§ EXERCISE GOAL
The answer should be one number only, namely how many lines of the records hold the word "type".

§ AVAILABLE RECORDS
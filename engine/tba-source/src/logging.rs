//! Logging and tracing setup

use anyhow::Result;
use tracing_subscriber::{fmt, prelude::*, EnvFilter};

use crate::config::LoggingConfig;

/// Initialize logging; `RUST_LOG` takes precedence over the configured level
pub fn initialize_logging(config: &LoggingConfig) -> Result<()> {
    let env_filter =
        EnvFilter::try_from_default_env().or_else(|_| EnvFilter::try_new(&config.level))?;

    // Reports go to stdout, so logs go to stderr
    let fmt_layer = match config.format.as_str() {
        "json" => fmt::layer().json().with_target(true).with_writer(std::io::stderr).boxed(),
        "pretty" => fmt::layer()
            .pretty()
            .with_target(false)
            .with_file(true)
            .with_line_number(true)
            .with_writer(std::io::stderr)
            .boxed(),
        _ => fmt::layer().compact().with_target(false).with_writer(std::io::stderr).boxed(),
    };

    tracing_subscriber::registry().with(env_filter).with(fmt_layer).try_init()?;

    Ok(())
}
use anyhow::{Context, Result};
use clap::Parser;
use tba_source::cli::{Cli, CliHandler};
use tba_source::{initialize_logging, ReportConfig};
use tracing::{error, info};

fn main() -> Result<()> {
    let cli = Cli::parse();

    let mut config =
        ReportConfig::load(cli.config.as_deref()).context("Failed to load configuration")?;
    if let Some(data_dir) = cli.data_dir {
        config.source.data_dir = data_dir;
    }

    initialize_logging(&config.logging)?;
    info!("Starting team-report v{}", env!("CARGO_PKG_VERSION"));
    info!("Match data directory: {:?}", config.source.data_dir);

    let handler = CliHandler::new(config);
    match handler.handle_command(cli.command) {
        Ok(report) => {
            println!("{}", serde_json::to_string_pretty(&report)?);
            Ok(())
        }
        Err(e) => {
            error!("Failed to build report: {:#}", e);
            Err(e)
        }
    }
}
--
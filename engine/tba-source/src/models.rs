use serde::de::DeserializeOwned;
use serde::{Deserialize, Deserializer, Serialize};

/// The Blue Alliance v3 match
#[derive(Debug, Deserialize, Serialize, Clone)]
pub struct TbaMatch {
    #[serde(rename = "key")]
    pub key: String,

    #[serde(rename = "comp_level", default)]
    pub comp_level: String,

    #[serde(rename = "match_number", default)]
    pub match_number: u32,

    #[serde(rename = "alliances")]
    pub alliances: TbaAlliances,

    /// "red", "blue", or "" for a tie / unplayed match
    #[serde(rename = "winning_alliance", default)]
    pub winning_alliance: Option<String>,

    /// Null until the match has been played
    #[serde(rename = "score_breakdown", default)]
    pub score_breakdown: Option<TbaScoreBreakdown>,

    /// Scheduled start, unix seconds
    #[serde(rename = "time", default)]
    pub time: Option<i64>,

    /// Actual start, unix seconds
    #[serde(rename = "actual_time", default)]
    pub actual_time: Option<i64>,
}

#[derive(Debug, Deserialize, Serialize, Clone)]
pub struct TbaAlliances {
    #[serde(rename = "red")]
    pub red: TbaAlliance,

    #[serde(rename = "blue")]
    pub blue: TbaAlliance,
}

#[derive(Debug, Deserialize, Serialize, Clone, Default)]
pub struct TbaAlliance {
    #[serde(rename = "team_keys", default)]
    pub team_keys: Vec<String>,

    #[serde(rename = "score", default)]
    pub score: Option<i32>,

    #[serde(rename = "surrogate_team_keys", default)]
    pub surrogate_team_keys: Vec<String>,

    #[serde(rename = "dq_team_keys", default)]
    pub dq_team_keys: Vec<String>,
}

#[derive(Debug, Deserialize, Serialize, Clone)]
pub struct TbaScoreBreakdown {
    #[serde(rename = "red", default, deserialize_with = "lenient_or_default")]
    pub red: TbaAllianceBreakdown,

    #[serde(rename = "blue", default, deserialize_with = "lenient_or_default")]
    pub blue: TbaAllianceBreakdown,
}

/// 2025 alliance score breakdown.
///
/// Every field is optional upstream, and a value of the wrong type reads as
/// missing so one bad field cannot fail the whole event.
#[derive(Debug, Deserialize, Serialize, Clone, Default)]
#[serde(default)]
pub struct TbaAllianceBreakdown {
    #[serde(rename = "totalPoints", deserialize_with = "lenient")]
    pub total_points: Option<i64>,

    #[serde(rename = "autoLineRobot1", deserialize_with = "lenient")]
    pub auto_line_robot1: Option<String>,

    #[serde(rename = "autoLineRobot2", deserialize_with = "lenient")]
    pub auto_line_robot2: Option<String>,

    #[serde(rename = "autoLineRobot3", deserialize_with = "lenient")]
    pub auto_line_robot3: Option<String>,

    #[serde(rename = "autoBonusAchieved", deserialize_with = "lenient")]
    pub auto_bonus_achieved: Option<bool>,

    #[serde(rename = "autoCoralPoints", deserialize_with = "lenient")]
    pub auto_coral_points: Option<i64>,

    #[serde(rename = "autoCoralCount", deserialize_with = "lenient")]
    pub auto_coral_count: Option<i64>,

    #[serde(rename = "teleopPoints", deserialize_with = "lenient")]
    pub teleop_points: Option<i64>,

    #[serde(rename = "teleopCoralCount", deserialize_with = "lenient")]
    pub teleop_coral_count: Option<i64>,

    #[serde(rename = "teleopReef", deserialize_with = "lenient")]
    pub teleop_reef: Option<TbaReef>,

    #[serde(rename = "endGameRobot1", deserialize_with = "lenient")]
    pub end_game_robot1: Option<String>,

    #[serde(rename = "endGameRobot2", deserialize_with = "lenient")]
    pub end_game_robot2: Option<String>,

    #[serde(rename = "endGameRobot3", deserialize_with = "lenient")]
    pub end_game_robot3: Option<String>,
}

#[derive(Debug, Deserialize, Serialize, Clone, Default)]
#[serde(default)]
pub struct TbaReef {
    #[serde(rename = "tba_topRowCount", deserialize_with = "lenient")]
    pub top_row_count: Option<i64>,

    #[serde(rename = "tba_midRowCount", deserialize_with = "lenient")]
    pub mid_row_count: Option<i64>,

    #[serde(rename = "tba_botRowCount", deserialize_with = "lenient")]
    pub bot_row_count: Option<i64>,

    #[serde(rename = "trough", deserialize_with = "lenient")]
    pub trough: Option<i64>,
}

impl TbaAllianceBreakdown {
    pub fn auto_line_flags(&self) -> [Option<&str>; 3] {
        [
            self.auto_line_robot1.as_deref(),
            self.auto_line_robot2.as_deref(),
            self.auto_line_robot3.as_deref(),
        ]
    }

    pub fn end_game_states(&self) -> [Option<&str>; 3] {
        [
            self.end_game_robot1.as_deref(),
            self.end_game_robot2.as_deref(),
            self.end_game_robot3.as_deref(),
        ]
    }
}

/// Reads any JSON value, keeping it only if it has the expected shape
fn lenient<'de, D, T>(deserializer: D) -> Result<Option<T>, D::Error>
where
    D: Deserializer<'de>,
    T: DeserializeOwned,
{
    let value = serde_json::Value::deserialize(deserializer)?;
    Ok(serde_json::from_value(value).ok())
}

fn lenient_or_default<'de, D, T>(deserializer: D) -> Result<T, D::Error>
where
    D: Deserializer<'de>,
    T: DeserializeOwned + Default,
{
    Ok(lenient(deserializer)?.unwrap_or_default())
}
...
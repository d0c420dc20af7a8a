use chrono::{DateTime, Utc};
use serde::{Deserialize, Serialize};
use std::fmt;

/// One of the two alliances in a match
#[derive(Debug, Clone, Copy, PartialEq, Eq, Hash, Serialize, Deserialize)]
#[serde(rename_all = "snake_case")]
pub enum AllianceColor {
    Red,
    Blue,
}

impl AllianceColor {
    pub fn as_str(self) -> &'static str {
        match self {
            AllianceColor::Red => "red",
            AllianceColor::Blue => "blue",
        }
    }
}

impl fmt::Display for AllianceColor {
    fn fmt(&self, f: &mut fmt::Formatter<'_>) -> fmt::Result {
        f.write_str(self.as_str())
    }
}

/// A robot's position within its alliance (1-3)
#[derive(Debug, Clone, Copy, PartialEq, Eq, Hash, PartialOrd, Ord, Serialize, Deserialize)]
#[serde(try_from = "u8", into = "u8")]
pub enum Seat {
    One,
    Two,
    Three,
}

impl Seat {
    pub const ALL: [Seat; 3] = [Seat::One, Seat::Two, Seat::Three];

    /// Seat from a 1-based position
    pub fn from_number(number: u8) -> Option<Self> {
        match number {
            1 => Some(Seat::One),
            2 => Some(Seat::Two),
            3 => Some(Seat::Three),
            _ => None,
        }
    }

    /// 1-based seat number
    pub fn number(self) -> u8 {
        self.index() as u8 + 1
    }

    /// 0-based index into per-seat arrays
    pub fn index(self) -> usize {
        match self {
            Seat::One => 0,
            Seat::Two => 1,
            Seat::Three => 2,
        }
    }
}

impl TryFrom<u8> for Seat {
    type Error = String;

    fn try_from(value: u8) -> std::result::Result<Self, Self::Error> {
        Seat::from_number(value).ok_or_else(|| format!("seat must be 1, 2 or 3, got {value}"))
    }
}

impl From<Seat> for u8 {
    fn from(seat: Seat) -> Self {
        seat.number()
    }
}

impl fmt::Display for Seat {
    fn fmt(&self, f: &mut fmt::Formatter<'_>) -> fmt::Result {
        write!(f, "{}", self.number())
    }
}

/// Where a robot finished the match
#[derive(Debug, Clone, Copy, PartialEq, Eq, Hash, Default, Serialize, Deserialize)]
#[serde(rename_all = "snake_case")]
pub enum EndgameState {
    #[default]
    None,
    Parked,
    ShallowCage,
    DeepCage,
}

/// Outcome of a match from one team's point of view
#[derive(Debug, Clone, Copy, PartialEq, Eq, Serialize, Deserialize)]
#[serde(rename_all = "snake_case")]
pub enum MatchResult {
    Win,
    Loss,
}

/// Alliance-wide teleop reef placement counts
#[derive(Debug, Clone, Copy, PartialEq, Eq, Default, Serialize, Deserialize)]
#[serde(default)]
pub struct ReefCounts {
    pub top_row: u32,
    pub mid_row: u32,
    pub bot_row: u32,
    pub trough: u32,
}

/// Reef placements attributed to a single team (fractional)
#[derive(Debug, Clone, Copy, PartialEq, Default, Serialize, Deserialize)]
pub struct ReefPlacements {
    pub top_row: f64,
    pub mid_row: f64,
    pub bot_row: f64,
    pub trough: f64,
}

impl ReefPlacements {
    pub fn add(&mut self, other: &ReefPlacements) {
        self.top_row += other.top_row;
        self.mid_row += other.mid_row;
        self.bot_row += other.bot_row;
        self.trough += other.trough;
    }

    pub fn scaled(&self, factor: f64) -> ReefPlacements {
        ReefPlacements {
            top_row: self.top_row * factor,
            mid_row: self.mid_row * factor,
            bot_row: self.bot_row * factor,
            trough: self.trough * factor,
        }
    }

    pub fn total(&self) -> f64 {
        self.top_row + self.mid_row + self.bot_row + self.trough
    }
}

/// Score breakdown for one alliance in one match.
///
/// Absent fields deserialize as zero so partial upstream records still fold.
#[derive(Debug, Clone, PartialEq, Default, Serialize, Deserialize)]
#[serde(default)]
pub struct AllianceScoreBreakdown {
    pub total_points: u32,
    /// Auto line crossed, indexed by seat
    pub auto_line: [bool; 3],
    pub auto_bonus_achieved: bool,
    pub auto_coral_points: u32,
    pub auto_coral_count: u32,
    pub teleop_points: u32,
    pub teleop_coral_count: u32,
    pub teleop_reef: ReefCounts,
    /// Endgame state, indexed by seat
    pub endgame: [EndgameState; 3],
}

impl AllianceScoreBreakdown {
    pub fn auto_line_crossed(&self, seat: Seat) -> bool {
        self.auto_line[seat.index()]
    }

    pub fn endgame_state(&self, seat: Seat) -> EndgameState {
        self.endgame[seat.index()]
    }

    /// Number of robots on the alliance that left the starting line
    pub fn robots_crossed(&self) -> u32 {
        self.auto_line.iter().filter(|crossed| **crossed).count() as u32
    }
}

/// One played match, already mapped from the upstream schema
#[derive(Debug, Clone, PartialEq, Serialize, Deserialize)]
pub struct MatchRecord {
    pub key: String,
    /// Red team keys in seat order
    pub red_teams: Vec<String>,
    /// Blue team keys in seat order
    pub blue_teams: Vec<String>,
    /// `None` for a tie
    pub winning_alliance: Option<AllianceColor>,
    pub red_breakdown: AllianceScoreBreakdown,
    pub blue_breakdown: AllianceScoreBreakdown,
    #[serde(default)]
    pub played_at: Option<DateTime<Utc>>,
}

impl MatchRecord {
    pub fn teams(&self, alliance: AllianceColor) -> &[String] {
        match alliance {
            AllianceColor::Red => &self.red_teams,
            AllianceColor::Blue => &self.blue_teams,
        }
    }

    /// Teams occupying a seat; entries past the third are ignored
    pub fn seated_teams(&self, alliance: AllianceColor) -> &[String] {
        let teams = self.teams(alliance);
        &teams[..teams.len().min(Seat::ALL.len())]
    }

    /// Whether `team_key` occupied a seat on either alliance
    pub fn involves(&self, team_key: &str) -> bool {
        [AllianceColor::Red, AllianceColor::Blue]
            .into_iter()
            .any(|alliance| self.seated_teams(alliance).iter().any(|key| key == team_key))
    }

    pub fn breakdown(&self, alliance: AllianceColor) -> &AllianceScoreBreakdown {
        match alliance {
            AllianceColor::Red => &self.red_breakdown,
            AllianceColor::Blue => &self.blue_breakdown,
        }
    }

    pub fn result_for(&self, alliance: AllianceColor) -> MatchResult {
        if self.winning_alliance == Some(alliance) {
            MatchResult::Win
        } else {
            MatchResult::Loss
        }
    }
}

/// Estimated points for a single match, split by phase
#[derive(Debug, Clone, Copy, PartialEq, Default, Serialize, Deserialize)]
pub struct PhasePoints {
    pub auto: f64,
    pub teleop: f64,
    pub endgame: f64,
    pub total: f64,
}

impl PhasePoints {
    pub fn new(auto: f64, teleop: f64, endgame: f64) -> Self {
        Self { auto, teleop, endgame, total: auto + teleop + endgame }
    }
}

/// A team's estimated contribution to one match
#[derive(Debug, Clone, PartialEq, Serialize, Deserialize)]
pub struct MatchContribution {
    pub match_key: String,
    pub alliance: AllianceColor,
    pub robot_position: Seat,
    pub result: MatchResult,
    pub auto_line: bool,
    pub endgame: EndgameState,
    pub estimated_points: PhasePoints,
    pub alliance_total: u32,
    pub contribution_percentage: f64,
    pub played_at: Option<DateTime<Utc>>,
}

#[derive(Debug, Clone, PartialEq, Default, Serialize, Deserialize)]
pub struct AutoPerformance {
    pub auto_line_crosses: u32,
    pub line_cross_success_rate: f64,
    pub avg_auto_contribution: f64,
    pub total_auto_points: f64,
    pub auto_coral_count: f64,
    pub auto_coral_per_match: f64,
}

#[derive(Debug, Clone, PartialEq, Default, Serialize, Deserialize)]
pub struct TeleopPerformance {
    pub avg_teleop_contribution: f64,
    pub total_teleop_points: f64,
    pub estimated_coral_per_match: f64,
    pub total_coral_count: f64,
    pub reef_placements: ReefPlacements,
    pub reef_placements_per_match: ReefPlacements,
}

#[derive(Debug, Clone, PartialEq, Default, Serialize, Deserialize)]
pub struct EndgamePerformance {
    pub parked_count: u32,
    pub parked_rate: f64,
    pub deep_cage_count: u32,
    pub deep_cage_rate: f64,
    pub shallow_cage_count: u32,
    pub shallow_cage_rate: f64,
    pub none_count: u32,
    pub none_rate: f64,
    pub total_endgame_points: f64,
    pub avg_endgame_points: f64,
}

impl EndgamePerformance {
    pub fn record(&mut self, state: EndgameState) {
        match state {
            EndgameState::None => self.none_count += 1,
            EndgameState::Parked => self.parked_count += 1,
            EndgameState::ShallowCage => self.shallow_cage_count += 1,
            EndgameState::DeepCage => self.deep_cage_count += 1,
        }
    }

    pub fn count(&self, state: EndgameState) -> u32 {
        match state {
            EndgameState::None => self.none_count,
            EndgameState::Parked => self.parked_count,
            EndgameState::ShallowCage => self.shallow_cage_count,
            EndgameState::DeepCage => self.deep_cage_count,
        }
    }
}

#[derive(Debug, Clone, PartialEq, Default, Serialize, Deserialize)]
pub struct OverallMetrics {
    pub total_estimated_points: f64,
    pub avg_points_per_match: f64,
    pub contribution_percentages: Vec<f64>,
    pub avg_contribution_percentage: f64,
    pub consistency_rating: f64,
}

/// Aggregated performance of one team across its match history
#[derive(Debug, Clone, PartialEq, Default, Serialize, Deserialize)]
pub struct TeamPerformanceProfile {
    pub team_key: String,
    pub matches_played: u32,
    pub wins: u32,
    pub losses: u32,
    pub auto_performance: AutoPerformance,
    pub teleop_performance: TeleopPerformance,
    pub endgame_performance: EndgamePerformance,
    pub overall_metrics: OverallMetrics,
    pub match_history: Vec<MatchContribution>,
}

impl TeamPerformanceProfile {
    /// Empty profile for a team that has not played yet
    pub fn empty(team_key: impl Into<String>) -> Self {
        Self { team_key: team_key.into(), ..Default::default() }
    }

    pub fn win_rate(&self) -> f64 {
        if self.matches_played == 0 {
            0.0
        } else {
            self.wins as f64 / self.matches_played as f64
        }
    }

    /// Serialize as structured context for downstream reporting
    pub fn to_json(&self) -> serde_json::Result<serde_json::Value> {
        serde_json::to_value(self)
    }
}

§ TASK ANSWER
2